• Assignment:
Reproduce verbatim the lines of the material below, starting at the line with "use chrono::Duration;" and ending at the line with "into the shared application state", both inclusive; skip the rest.

• Information shown:
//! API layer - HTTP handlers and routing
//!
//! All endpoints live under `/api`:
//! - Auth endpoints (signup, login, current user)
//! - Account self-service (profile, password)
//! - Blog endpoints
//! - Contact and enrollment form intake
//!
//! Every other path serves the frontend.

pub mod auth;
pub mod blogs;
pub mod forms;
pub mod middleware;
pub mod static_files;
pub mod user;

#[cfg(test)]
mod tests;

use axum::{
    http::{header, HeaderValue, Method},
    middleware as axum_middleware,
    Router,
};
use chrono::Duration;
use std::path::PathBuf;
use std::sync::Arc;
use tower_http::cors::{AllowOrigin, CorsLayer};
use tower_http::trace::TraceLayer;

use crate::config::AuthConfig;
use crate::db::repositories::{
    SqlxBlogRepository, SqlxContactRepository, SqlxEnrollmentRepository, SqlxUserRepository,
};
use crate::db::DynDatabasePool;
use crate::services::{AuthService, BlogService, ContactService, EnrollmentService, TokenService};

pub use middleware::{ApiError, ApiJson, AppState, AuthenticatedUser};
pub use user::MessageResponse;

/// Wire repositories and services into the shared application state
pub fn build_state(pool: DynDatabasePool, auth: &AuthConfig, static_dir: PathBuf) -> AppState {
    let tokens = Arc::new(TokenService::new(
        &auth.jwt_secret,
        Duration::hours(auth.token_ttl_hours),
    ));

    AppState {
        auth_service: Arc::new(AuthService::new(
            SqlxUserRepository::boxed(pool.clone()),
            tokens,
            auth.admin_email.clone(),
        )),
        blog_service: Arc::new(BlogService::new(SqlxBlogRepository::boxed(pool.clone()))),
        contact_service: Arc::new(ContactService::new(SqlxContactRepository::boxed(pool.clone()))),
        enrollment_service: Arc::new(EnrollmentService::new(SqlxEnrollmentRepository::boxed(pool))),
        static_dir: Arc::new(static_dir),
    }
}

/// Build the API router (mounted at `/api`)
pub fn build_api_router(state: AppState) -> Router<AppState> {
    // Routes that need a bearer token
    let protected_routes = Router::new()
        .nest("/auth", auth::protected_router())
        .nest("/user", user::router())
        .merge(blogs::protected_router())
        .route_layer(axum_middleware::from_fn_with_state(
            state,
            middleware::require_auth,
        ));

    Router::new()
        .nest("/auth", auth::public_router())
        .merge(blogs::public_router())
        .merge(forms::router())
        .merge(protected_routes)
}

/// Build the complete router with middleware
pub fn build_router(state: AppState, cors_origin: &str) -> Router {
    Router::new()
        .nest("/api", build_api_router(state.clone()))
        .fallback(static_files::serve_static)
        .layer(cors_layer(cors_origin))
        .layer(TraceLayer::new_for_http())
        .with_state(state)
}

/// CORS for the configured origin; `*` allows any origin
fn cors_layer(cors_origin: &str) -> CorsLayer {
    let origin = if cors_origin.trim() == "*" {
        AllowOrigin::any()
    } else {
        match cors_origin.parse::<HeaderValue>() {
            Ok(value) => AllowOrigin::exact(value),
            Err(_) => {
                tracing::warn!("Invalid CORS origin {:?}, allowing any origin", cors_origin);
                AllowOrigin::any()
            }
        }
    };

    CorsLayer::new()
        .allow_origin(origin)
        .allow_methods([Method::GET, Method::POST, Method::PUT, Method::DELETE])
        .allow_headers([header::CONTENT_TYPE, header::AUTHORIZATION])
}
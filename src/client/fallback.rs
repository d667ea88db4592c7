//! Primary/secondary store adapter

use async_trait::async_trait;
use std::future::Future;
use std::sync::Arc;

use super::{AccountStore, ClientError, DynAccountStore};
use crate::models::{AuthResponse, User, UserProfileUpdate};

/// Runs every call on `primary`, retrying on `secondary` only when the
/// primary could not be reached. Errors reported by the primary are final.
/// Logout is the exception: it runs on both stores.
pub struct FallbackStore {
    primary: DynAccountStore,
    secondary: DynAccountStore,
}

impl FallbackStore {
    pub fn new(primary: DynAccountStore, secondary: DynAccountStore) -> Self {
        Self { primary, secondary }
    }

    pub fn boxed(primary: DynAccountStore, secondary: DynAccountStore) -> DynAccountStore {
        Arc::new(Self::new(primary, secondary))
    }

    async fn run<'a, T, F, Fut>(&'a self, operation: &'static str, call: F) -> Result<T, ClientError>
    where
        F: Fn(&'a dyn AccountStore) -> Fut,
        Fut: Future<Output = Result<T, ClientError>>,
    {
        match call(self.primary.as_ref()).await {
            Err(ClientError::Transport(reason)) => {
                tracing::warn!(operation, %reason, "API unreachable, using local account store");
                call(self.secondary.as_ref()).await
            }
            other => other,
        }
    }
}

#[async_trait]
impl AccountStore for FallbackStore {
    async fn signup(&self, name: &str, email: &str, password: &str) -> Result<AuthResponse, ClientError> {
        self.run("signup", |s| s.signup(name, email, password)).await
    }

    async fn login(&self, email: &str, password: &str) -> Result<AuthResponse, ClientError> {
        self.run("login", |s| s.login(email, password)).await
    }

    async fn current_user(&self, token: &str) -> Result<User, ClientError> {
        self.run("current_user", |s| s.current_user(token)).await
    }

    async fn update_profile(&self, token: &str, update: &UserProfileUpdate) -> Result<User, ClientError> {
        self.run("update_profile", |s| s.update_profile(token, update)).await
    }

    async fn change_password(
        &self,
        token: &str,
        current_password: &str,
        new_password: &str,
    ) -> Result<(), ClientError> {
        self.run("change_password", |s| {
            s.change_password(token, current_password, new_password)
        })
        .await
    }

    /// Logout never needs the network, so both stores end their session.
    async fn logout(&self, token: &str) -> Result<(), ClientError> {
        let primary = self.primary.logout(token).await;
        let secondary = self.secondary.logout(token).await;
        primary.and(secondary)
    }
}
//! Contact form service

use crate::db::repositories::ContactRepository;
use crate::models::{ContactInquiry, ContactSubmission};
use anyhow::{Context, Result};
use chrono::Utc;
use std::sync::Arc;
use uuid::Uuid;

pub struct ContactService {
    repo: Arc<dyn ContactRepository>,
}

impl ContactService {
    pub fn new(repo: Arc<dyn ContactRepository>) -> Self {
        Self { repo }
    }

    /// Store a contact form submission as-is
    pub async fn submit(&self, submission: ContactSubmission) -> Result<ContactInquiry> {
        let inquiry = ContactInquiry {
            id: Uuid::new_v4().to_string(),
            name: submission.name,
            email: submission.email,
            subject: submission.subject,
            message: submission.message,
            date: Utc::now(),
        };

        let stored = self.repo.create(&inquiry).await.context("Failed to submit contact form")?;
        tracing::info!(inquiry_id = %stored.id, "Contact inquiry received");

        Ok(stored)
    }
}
---
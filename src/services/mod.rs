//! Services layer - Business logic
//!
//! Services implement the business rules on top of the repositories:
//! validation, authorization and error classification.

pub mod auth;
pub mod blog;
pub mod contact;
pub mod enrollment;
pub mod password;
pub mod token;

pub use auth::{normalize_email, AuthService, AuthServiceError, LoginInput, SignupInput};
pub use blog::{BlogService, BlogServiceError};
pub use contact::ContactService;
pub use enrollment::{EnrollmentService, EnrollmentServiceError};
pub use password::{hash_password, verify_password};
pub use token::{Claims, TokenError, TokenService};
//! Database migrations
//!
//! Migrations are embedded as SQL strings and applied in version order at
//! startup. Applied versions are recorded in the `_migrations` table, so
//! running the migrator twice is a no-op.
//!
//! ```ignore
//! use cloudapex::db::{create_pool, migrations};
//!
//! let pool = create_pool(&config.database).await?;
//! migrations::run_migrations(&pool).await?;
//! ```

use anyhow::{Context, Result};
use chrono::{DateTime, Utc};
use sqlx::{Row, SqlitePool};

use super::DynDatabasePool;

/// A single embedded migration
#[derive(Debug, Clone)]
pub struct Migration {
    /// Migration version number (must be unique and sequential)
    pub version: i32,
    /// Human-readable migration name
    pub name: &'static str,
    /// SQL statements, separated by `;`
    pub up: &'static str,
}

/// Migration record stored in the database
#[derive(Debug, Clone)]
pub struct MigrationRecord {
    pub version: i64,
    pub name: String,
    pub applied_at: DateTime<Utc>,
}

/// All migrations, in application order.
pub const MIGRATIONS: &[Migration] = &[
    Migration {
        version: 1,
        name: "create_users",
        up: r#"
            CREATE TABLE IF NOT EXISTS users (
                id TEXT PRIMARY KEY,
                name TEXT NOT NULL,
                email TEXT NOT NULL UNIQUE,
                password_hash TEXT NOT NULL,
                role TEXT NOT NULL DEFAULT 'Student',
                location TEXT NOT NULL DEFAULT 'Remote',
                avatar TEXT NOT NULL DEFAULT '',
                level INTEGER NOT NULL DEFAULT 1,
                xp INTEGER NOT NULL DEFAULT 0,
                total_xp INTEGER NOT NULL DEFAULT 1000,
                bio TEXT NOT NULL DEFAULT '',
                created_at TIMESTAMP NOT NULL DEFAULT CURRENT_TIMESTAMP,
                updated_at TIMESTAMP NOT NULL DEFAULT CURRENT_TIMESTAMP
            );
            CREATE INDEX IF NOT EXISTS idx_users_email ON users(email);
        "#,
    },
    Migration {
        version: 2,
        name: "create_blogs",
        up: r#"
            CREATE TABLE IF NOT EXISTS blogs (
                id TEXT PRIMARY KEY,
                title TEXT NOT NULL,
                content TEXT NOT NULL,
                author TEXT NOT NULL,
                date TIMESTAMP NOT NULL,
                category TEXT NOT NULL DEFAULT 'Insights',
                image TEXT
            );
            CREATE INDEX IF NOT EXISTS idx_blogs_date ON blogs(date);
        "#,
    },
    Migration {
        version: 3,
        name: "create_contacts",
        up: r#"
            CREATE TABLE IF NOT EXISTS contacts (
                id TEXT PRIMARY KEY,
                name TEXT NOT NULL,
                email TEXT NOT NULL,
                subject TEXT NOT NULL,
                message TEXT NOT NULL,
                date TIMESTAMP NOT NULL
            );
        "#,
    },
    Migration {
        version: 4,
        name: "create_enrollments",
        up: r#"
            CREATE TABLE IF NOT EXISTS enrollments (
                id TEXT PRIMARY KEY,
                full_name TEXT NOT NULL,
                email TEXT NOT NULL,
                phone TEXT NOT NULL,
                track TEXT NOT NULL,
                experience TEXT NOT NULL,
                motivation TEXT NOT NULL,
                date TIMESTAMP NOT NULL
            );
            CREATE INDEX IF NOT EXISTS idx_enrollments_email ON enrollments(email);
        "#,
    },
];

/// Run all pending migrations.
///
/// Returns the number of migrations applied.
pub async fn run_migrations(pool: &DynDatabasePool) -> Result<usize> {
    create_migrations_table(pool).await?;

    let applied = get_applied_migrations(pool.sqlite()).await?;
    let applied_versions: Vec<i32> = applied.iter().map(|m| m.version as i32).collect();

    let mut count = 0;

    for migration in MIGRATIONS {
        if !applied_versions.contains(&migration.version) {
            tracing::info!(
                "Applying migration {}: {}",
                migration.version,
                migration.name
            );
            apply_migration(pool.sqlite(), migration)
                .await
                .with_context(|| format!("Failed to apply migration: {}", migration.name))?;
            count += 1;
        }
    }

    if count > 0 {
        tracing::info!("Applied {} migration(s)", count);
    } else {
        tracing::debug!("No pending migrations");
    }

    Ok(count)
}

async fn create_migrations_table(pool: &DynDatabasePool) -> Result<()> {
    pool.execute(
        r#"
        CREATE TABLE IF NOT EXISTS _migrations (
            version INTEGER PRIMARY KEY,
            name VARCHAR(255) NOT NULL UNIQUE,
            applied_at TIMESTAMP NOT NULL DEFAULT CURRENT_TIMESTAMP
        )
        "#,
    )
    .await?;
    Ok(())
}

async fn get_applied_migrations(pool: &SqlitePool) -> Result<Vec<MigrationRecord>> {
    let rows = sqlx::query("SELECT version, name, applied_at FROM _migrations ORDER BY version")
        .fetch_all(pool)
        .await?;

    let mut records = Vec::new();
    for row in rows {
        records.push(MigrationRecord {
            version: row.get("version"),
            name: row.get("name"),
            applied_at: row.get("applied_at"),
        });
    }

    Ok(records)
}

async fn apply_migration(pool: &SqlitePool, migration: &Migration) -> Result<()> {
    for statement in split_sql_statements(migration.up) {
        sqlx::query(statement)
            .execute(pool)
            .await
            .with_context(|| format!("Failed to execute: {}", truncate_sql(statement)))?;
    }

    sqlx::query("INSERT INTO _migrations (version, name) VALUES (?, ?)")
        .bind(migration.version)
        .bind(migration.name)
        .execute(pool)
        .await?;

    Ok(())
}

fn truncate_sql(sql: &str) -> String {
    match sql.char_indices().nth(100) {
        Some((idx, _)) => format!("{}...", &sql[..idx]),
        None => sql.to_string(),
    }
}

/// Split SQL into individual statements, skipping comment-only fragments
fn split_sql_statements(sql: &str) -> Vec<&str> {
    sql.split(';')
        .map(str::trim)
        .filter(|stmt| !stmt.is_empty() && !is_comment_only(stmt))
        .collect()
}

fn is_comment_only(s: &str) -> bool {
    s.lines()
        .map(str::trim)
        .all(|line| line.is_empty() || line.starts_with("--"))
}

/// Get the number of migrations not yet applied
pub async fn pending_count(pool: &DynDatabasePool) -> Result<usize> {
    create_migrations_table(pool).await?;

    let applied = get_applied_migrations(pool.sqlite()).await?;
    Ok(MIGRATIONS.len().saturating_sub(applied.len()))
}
---
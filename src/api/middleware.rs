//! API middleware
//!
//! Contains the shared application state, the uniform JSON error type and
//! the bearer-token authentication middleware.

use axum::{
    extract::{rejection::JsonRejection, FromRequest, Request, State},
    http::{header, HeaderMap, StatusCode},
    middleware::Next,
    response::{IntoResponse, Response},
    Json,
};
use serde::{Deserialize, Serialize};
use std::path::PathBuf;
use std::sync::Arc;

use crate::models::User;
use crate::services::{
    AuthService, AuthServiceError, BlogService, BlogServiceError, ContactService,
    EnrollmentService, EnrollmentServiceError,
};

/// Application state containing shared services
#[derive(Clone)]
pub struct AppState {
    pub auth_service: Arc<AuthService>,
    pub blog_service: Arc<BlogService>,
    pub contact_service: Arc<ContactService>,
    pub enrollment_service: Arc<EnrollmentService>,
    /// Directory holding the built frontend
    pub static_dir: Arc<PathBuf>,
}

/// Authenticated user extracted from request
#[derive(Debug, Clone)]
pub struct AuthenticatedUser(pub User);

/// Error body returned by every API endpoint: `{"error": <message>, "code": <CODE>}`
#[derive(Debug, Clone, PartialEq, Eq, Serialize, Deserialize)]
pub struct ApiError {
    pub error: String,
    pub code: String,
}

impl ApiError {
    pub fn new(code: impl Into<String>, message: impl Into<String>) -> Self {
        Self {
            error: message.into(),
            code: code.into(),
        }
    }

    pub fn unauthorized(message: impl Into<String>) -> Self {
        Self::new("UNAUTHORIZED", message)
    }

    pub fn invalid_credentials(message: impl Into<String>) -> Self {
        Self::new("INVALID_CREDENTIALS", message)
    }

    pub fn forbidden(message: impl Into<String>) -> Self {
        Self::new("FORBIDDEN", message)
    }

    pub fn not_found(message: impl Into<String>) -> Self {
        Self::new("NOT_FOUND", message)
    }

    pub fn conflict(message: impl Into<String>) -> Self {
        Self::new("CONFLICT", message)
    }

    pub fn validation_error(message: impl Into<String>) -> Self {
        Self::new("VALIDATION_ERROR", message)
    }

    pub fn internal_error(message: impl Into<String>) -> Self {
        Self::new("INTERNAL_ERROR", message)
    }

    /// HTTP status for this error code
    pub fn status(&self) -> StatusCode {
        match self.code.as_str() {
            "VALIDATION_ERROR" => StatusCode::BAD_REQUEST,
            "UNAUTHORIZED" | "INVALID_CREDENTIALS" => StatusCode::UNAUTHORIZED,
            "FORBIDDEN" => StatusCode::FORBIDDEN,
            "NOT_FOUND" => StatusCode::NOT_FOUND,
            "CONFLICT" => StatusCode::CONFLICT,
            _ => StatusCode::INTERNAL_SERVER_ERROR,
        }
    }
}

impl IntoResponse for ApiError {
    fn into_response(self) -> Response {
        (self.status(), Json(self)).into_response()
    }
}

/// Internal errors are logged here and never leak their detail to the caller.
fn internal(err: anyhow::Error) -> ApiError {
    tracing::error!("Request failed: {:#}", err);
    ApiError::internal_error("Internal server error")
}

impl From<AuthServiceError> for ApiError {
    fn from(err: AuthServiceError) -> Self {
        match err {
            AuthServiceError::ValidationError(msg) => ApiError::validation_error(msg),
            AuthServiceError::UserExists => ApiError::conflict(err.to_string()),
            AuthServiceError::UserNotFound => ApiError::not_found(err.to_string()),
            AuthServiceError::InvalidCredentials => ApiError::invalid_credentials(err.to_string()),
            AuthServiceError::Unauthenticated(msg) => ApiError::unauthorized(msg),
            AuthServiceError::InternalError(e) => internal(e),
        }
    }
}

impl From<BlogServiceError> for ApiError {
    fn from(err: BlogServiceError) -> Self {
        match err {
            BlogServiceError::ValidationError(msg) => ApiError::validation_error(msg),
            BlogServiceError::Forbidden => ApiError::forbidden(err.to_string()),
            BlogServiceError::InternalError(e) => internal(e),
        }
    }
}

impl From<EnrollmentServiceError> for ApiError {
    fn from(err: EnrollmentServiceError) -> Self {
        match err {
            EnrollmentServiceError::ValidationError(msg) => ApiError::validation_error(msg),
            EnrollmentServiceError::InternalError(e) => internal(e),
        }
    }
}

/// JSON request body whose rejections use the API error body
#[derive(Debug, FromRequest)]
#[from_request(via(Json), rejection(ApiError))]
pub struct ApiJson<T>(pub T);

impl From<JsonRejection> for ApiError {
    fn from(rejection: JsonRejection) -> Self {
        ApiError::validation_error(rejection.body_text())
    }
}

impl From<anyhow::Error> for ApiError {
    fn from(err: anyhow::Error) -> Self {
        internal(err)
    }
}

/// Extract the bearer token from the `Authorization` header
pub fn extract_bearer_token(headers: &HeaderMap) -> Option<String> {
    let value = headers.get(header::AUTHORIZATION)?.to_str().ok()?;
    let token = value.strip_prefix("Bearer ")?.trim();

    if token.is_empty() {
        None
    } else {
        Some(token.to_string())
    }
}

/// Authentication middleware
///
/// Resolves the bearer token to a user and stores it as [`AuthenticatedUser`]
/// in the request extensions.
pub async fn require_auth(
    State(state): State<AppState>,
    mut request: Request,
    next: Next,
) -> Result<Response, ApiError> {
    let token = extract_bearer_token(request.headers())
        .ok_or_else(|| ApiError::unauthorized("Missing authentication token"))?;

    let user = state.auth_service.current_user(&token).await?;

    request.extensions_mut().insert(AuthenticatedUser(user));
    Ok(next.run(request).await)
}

• Result of the exercise:
use chrono::Duration;
use std::path::PathBuf;
use std::sync::Arc;
use tower_http::cors::{AllowOrigin, CorsLayer};
use tower_http::trace::TraceLayer;

use crate::config::AuthConfig;
use crate::db::repositories::{
    SqlxBlogRepository, SqlxContactRepository, SqlxEnrollmentRepository, SqlxUserRepository,
};
use crate::db::DynDatabasePool;
use crate::services::{AuthService, BlogService, ContactService, EnrollmentService, TokenService};

pub use middleware::{ApiError, ApiJson, AppState, AuthenticatedUser};
pub use user::MessageResponse;

/// Wire repositories and services into the shared application state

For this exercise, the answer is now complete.